§ WHAT THIS TASK INVOLVES:
Your task is to filter the data below down to the lines holding "clone".

§ SUPPLIED RECORDS:
____________________
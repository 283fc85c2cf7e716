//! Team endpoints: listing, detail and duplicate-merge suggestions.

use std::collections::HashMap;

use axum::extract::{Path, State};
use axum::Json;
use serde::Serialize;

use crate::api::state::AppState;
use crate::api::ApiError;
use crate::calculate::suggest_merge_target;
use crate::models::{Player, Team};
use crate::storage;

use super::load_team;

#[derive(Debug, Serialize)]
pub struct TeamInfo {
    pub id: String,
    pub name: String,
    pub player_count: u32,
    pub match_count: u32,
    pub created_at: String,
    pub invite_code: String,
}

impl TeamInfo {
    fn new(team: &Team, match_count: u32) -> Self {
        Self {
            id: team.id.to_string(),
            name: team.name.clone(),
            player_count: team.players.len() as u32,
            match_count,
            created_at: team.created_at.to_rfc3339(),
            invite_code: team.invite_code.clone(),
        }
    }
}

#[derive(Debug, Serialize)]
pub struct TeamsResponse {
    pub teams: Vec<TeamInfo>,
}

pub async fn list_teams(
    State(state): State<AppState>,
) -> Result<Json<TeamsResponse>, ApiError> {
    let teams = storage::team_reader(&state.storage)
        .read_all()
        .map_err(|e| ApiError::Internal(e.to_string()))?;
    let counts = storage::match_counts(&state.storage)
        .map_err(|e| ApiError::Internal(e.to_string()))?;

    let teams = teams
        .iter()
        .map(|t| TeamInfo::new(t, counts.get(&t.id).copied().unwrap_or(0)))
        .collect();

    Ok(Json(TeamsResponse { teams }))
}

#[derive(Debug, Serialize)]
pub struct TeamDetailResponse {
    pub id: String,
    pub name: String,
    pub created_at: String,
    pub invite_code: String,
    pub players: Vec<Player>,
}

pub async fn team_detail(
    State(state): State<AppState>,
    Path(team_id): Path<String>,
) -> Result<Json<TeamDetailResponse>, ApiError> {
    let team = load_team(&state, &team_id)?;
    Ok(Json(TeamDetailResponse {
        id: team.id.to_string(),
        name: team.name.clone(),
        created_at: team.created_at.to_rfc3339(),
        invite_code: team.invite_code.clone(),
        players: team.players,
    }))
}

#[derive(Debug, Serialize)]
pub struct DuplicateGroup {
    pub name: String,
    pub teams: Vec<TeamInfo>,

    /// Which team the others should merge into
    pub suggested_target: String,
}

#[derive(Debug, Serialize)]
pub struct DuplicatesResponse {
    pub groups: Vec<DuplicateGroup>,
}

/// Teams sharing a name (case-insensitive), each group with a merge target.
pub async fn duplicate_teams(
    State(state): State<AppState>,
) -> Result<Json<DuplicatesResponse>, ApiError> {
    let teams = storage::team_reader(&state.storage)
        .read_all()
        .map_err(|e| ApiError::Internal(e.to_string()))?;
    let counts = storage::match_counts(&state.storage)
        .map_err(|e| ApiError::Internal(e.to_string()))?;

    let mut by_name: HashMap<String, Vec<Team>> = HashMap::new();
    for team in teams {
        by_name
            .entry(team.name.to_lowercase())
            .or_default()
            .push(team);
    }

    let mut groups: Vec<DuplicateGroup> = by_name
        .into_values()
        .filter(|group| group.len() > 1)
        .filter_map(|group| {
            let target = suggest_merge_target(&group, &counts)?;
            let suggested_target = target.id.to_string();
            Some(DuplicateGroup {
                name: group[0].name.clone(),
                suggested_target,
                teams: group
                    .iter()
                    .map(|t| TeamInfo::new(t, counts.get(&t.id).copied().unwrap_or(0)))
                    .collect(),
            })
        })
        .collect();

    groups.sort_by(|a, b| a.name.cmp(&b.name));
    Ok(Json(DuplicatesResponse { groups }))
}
____________________
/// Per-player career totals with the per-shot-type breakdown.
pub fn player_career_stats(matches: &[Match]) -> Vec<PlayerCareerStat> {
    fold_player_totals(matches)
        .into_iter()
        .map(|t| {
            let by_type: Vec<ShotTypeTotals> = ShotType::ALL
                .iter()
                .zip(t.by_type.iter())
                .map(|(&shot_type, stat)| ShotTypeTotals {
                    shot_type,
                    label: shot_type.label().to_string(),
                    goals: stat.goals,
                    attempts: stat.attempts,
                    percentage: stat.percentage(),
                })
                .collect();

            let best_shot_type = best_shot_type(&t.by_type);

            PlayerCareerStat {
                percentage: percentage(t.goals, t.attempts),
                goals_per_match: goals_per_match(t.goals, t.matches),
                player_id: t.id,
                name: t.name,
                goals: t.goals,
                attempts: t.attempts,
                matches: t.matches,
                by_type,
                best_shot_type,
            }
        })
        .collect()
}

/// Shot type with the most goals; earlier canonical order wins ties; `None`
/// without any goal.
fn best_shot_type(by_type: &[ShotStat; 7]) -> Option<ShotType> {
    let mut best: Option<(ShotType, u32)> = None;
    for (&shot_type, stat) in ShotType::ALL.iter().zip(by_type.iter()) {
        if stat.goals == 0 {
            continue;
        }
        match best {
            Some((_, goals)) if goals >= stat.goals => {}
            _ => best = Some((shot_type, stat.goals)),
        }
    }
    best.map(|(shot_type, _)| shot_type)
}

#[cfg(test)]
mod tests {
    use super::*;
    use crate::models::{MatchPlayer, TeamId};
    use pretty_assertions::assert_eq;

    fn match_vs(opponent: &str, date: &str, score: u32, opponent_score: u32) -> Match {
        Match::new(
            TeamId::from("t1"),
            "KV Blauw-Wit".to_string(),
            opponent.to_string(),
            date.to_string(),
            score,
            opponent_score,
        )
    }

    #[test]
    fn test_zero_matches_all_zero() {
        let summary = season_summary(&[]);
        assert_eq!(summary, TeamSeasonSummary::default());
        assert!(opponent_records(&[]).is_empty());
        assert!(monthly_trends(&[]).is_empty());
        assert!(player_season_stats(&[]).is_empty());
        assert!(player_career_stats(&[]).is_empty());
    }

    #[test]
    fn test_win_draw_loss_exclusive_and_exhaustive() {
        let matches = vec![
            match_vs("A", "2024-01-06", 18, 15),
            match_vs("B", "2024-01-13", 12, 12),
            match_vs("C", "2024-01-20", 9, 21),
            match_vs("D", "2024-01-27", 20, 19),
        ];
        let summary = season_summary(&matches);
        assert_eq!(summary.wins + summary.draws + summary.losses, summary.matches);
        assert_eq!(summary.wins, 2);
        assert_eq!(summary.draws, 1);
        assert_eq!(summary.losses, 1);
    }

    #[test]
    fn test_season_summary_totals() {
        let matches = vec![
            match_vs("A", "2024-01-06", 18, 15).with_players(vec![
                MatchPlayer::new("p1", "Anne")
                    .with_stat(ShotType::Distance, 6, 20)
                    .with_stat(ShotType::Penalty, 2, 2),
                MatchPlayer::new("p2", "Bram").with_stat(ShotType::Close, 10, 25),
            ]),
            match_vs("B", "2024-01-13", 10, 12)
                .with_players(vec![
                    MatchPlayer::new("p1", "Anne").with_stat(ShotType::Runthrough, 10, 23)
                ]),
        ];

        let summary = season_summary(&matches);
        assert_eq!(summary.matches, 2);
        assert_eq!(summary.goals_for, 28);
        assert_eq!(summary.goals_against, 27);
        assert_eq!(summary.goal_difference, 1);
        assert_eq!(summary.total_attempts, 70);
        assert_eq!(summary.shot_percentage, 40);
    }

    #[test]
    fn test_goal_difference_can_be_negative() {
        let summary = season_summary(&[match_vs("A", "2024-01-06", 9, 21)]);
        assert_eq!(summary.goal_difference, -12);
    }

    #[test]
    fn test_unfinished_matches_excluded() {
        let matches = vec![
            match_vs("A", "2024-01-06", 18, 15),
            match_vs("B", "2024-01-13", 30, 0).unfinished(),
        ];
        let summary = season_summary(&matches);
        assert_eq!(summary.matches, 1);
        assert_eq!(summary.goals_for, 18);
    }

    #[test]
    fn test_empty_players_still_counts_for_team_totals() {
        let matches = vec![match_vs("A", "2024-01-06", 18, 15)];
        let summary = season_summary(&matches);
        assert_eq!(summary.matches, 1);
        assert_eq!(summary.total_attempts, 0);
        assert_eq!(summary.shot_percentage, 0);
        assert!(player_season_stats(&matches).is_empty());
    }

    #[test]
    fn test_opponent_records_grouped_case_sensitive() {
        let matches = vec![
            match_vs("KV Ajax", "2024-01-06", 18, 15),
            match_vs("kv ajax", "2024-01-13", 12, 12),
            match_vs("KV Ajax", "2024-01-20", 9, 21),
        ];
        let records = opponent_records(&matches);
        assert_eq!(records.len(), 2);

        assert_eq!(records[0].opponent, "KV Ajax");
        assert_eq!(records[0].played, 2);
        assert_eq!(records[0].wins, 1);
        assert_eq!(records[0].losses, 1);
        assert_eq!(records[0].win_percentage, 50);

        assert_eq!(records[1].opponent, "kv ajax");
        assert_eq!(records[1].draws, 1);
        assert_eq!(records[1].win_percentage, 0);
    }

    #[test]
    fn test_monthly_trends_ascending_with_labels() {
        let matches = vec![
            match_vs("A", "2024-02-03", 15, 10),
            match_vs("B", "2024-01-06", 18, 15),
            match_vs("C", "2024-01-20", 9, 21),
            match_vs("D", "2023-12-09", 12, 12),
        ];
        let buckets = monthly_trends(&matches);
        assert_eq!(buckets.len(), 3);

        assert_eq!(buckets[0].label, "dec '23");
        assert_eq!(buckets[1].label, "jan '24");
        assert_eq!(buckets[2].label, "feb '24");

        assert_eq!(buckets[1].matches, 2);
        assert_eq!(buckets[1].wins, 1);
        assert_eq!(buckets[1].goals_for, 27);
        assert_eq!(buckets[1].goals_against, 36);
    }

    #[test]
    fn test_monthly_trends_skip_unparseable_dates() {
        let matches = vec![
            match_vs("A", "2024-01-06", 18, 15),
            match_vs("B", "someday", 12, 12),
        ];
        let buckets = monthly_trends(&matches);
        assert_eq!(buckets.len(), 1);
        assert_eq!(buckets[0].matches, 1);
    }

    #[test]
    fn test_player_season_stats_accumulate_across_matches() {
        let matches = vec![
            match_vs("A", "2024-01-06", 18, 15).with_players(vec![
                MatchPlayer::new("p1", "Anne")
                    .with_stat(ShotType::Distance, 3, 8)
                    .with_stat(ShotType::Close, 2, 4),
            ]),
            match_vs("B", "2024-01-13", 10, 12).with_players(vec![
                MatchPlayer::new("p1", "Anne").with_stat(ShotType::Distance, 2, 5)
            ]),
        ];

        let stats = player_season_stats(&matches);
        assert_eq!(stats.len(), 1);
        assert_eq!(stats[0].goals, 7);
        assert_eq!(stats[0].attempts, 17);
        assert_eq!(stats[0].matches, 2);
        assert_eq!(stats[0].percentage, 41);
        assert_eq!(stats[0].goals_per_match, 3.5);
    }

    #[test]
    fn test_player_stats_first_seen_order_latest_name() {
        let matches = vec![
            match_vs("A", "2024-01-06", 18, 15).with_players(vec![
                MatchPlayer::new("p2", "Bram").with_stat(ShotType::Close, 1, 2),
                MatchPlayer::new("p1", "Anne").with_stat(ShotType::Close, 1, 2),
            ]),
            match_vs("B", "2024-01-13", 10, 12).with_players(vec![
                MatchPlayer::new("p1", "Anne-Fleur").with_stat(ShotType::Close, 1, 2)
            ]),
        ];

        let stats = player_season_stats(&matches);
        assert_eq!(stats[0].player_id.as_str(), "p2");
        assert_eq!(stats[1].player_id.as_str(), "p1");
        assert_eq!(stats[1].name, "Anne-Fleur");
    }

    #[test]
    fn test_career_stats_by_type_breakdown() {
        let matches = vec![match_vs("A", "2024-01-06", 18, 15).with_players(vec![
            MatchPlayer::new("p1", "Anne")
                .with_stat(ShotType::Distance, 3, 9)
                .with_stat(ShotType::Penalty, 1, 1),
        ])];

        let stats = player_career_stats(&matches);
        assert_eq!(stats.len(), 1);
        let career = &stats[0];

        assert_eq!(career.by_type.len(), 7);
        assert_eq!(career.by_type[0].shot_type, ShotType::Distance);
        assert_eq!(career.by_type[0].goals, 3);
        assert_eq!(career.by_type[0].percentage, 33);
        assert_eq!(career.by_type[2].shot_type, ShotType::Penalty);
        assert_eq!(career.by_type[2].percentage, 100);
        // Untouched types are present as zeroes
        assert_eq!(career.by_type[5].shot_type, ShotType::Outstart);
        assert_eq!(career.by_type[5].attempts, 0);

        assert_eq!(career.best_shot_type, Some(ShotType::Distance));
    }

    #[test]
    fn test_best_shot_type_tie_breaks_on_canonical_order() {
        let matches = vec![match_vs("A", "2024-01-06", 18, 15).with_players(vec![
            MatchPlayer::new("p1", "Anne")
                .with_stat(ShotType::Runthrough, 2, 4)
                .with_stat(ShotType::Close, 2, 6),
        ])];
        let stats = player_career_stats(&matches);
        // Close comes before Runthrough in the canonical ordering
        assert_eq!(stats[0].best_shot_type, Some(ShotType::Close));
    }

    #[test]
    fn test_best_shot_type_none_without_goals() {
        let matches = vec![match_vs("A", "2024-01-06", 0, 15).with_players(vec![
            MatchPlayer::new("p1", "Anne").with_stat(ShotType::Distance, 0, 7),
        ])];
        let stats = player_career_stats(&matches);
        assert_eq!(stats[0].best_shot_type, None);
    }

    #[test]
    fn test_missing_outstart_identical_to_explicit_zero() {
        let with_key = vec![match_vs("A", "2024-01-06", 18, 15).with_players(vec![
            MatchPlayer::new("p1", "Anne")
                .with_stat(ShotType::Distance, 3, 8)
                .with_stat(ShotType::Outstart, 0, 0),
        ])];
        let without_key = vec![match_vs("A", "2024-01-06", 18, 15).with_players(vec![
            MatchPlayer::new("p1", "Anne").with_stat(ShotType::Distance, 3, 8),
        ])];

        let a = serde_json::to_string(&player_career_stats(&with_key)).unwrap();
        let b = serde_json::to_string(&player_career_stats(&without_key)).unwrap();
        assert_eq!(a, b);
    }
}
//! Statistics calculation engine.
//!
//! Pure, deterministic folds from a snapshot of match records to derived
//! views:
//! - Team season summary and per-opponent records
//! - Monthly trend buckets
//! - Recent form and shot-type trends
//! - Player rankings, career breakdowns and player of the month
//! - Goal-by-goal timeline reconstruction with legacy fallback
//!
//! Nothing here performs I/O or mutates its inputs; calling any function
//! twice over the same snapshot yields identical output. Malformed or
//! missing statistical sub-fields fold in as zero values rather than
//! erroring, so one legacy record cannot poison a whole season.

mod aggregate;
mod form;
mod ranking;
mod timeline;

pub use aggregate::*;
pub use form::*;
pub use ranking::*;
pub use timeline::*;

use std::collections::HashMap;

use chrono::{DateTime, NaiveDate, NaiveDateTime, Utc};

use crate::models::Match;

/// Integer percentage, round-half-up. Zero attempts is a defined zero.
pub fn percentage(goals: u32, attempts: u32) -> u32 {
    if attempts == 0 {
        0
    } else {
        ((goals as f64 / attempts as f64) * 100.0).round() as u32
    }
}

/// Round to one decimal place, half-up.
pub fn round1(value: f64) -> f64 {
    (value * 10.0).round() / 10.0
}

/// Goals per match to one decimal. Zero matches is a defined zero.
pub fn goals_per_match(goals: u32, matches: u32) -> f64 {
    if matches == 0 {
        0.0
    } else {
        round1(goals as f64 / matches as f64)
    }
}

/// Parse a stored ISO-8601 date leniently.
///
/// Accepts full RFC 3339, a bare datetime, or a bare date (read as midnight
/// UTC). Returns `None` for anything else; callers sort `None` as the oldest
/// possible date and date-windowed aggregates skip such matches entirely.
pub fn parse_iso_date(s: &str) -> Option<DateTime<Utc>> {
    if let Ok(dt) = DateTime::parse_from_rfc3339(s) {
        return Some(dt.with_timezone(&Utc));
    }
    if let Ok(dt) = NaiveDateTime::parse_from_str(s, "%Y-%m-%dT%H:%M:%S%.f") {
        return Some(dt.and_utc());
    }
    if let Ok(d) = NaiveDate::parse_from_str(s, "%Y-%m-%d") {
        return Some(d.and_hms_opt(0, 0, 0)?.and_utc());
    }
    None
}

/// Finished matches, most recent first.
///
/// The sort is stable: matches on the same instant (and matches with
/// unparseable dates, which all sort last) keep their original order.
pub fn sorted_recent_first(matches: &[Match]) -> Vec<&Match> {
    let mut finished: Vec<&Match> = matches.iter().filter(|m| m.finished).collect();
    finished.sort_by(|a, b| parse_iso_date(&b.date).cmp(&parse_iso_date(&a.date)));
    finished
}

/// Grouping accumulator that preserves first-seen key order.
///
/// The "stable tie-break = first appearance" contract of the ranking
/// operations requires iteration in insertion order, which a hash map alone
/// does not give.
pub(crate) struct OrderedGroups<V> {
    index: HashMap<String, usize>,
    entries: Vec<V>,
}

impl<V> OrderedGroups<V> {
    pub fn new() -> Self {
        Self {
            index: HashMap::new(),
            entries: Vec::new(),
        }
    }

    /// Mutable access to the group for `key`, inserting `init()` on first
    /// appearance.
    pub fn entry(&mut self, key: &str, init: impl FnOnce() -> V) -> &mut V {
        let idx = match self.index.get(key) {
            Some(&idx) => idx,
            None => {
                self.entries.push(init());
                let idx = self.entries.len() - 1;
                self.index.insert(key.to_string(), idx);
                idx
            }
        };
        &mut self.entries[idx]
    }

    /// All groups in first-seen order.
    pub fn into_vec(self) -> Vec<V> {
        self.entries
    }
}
____________________
§ OUTPUT FOR THIS TASK:
            name: team.name.clone(),
            invite_code: team.invite_code.clone(),
        name: team.name.clone(),
        invite_code: team.invite_code.clone(),
                name: group[0].name.clone(),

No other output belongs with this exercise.